─── EXTRACTED ENTRIES
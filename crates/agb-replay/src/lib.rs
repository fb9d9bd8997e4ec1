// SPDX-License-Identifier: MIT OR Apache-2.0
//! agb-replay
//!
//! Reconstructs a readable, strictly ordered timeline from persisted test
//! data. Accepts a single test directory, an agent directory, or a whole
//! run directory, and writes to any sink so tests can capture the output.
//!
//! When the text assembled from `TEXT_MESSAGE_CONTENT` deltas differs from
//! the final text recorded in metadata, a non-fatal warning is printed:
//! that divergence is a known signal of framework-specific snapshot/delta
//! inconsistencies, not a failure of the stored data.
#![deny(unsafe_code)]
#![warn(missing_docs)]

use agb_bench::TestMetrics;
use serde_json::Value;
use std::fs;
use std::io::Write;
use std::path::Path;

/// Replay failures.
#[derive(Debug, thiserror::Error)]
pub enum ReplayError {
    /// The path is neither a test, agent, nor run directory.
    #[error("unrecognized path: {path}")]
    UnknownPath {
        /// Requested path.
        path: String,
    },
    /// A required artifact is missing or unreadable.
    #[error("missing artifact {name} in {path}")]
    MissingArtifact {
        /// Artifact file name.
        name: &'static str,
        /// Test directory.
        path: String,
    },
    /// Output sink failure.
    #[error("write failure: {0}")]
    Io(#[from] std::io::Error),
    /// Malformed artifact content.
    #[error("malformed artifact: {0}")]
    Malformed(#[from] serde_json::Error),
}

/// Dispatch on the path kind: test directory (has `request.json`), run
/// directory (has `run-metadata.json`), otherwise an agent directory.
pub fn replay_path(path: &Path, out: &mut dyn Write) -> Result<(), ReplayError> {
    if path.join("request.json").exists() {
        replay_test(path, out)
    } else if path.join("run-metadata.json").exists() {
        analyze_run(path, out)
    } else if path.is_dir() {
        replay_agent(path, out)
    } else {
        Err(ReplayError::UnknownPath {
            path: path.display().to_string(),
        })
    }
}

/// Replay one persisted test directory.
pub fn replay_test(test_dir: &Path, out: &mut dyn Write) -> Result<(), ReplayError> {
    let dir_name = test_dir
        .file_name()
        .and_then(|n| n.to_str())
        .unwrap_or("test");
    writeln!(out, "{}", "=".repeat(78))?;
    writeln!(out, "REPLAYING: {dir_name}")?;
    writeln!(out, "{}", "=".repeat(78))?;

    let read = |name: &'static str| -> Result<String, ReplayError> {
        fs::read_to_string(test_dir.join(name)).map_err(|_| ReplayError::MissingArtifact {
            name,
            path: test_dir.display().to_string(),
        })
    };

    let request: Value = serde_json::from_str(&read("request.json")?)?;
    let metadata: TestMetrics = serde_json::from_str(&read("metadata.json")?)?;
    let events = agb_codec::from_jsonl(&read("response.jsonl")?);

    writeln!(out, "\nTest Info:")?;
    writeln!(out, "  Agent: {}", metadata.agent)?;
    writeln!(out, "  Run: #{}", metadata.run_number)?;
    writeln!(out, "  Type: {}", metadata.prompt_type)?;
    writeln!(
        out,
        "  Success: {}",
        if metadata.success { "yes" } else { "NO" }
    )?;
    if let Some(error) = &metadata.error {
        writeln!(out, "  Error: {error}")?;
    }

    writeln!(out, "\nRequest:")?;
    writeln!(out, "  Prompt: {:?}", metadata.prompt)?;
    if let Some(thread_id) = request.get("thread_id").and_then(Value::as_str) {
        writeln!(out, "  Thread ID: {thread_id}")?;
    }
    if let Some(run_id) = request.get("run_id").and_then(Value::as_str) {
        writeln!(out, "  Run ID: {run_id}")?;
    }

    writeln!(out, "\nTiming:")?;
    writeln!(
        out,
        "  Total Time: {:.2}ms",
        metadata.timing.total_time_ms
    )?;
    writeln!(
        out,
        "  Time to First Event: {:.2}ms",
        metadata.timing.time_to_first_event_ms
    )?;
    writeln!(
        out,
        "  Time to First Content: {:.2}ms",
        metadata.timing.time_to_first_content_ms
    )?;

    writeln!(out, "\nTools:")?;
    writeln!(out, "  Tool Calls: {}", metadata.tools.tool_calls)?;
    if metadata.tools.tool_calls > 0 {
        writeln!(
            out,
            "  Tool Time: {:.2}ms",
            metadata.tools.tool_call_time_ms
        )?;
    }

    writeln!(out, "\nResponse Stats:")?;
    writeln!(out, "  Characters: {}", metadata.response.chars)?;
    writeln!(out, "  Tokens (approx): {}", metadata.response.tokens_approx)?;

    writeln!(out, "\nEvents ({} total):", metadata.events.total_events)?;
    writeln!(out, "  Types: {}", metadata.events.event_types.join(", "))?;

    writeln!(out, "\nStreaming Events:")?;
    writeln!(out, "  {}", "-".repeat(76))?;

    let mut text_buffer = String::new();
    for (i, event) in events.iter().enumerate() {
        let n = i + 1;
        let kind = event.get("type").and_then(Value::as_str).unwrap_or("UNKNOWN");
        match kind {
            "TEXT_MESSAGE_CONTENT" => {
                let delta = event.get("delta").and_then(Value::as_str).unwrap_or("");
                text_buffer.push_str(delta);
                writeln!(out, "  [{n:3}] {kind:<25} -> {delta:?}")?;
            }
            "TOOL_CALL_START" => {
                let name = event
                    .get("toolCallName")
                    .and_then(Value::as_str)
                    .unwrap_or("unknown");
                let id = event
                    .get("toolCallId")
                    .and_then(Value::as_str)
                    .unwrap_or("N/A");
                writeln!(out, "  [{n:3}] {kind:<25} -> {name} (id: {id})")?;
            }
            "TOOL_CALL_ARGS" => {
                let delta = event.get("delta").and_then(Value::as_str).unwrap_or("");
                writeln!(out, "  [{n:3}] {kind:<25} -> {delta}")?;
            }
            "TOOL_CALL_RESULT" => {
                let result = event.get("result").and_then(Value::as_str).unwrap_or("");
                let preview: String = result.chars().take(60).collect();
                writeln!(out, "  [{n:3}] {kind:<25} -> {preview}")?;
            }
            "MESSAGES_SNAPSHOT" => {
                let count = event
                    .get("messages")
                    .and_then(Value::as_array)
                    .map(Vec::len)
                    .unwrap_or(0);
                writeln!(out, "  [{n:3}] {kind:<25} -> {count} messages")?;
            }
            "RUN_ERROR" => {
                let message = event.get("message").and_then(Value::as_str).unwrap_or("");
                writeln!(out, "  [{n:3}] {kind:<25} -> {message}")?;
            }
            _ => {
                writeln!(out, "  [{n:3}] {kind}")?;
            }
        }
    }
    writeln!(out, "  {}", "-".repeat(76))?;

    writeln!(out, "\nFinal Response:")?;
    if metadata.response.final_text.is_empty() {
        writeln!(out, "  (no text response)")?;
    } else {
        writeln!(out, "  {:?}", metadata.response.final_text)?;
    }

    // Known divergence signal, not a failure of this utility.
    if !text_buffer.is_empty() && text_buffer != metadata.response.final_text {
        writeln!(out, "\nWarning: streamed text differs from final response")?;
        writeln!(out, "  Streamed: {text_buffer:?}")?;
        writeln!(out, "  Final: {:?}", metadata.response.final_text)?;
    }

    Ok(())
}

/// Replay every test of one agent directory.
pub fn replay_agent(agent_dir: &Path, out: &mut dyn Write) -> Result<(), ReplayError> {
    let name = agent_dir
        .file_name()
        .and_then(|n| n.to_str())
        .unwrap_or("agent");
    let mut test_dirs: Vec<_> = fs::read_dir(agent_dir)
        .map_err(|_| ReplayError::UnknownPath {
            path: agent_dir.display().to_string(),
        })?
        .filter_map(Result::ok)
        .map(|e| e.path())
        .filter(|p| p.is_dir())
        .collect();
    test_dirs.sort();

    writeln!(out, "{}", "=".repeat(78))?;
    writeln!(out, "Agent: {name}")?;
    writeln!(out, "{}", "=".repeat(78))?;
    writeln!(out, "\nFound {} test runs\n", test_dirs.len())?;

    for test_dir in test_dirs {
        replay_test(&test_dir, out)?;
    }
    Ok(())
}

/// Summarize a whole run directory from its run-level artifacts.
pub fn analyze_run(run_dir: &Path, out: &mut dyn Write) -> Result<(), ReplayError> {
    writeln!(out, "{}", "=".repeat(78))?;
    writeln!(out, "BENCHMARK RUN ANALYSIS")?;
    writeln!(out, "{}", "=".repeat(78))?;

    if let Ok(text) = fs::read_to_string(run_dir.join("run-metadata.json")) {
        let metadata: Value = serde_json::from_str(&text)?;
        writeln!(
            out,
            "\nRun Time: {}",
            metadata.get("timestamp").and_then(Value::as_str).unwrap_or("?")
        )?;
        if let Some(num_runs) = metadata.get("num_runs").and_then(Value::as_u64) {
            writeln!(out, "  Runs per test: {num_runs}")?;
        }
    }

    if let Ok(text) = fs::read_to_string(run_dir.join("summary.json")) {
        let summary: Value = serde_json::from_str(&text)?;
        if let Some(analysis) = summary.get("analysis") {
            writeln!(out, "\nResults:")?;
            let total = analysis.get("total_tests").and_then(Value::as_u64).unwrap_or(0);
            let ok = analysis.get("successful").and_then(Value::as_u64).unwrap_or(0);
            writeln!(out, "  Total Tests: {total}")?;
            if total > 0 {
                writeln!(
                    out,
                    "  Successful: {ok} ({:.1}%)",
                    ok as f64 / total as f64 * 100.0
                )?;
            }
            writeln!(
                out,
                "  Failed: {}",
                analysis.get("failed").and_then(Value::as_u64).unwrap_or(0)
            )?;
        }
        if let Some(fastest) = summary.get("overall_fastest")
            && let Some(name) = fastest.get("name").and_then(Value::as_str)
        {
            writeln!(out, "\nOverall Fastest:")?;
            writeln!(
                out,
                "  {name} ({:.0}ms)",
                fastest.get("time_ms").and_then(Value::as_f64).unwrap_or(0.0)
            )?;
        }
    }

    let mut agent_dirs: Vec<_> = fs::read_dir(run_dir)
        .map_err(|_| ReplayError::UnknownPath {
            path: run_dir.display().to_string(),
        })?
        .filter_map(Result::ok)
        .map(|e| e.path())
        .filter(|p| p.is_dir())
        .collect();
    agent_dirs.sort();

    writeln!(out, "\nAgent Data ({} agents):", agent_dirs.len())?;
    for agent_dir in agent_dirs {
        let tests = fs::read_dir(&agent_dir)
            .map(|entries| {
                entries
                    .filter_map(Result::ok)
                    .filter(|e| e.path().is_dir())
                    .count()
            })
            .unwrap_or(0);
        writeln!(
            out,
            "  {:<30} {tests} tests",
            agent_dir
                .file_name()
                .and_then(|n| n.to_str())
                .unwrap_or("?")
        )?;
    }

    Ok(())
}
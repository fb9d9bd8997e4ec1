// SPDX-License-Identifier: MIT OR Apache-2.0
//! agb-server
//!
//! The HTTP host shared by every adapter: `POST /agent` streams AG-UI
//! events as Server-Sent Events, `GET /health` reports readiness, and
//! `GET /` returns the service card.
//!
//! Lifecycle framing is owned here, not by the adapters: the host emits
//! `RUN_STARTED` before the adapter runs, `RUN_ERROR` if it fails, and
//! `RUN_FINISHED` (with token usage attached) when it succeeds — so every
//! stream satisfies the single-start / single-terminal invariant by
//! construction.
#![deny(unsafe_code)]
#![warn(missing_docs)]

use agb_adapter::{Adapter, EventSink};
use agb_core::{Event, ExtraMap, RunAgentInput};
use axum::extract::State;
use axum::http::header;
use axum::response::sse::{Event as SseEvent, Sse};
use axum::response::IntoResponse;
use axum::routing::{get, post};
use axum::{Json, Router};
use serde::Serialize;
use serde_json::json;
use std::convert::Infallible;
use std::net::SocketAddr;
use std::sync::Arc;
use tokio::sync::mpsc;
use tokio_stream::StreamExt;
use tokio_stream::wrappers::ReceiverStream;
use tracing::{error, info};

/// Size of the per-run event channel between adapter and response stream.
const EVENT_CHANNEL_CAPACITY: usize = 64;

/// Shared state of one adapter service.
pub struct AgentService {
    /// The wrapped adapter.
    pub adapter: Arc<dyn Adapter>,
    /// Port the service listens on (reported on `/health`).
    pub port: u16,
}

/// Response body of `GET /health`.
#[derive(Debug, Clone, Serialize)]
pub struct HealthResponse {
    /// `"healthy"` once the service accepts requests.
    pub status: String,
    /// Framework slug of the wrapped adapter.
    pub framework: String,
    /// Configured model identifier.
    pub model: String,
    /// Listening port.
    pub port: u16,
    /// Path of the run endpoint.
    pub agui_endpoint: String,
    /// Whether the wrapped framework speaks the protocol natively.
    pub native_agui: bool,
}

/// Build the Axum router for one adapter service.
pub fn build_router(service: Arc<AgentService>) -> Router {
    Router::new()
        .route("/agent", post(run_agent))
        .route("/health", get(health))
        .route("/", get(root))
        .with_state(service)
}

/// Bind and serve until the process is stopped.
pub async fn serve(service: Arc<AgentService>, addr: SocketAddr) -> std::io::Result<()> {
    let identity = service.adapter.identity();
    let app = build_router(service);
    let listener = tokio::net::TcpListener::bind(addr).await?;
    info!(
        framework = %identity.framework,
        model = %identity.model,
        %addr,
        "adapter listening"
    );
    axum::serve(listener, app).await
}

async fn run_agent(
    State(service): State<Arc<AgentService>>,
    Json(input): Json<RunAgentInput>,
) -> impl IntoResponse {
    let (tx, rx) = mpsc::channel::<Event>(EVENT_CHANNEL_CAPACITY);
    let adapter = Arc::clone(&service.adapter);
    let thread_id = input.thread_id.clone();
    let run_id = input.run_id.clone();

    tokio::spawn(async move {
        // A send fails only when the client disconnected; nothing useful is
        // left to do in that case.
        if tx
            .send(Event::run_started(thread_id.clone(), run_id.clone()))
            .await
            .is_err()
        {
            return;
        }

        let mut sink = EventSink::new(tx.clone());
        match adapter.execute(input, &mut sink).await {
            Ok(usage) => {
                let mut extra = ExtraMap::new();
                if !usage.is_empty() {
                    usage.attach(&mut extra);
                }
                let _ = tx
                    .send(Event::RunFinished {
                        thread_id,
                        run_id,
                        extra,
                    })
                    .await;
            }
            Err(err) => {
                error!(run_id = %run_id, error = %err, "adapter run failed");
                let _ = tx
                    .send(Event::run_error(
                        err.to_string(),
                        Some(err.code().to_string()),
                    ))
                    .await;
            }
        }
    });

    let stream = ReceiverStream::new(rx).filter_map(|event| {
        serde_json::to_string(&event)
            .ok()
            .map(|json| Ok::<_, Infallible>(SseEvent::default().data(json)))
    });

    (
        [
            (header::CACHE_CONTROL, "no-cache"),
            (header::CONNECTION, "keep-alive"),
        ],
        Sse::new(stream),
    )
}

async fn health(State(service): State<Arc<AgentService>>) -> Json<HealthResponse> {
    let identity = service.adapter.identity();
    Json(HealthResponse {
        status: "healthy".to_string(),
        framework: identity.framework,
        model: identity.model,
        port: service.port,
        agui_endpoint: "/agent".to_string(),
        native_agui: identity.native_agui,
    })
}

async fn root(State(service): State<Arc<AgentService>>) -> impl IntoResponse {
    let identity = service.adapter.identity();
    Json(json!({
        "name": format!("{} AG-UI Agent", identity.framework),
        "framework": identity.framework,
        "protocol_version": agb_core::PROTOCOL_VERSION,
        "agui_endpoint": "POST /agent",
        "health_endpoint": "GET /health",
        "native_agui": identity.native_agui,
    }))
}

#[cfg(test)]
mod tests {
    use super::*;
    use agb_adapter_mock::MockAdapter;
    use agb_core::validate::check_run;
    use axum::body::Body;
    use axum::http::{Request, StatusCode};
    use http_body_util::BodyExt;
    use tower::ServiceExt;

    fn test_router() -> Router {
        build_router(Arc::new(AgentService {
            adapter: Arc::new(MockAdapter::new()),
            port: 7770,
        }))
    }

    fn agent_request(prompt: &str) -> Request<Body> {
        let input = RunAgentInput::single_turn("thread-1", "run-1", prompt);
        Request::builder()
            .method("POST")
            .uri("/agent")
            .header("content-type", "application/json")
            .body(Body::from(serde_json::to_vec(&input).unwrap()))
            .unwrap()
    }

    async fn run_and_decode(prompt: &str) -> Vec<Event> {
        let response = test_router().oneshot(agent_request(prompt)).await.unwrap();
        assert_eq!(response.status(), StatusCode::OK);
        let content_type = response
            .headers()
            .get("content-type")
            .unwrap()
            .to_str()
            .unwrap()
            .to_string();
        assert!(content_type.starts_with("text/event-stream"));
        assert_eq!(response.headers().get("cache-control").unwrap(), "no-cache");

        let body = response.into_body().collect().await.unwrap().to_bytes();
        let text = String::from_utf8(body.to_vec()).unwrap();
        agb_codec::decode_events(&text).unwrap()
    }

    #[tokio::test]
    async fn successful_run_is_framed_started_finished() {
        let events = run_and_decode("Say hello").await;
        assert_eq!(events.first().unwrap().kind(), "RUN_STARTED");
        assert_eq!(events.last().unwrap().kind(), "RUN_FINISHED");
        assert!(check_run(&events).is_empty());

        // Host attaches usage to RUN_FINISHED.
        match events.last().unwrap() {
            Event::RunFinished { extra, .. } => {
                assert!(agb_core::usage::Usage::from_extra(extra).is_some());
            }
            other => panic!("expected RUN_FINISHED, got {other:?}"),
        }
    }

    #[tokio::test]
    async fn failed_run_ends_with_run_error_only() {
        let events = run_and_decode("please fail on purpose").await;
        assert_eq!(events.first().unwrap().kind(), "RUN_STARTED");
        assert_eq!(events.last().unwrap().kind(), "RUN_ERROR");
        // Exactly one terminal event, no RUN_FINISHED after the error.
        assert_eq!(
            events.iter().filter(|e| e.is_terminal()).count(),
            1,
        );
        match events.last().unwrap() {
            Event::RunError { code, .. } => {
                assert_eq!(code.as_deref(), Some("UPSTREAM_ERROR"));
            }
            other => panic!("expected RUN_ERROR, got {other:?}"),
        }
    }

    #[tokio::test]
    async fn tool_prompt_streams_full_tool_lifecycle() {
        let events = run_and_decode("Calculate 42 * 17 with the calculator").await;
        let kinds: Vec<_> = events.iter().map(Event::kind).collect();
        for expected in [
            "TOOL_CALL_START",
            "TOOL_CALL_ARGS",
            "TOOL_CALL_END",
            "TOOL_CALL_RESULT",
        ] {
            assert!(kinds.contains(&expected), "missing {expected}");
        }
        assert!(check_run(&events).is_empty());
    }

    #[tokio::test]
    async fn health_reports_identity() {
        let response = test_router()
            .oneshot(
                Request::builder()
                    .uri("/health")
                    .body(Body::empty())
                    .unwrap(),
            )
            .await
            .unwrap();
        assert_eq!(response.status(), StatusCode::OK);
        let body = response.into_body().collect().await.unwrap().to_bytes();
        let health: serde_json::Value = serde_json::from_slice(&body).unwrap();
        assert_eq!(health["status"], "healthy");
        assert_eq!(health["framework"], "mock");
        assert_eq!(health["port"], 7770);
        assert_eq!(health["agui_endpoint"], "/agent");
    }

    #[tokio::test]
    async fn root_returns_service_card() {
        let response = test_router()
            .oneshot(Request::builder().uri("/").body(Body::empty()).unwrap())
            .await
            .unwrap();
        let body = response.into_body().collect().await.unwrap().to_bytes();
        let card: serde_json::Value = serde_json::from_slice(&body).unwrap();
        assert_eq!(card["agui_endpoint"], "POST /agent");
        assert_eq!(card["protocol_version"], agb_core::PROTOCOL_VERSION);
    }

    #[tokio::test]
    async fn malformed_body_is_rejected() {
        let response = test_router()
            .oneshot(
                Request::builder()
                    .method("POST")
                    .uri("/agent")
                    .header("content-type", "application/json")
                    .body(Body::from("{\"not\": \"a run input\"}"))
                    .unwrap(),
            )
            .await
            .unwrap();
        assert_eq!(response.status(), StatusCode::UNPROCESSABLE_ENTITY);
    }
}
──────
EXERCISE AIM
Copy each line of the records above that carries the word "join".

EXERCISE SOLUTION
    if path.join("request.json").exists() {
    } else if path.join("run-metadata.json").exists() {
        fs::read_to_string(test_dir.join(name)).map_err(|_| ReplayError::MissingArtifact {
    writeln!(out, "  Types: {}", metadata.events.event_types.join(", "))?;
    if let Ok(text) = fs::read_to_string(run_dir.join("run-metadata.json")) {
    if let Ok(text) = fs::read_to_string(run_dir.join("summary.json")) {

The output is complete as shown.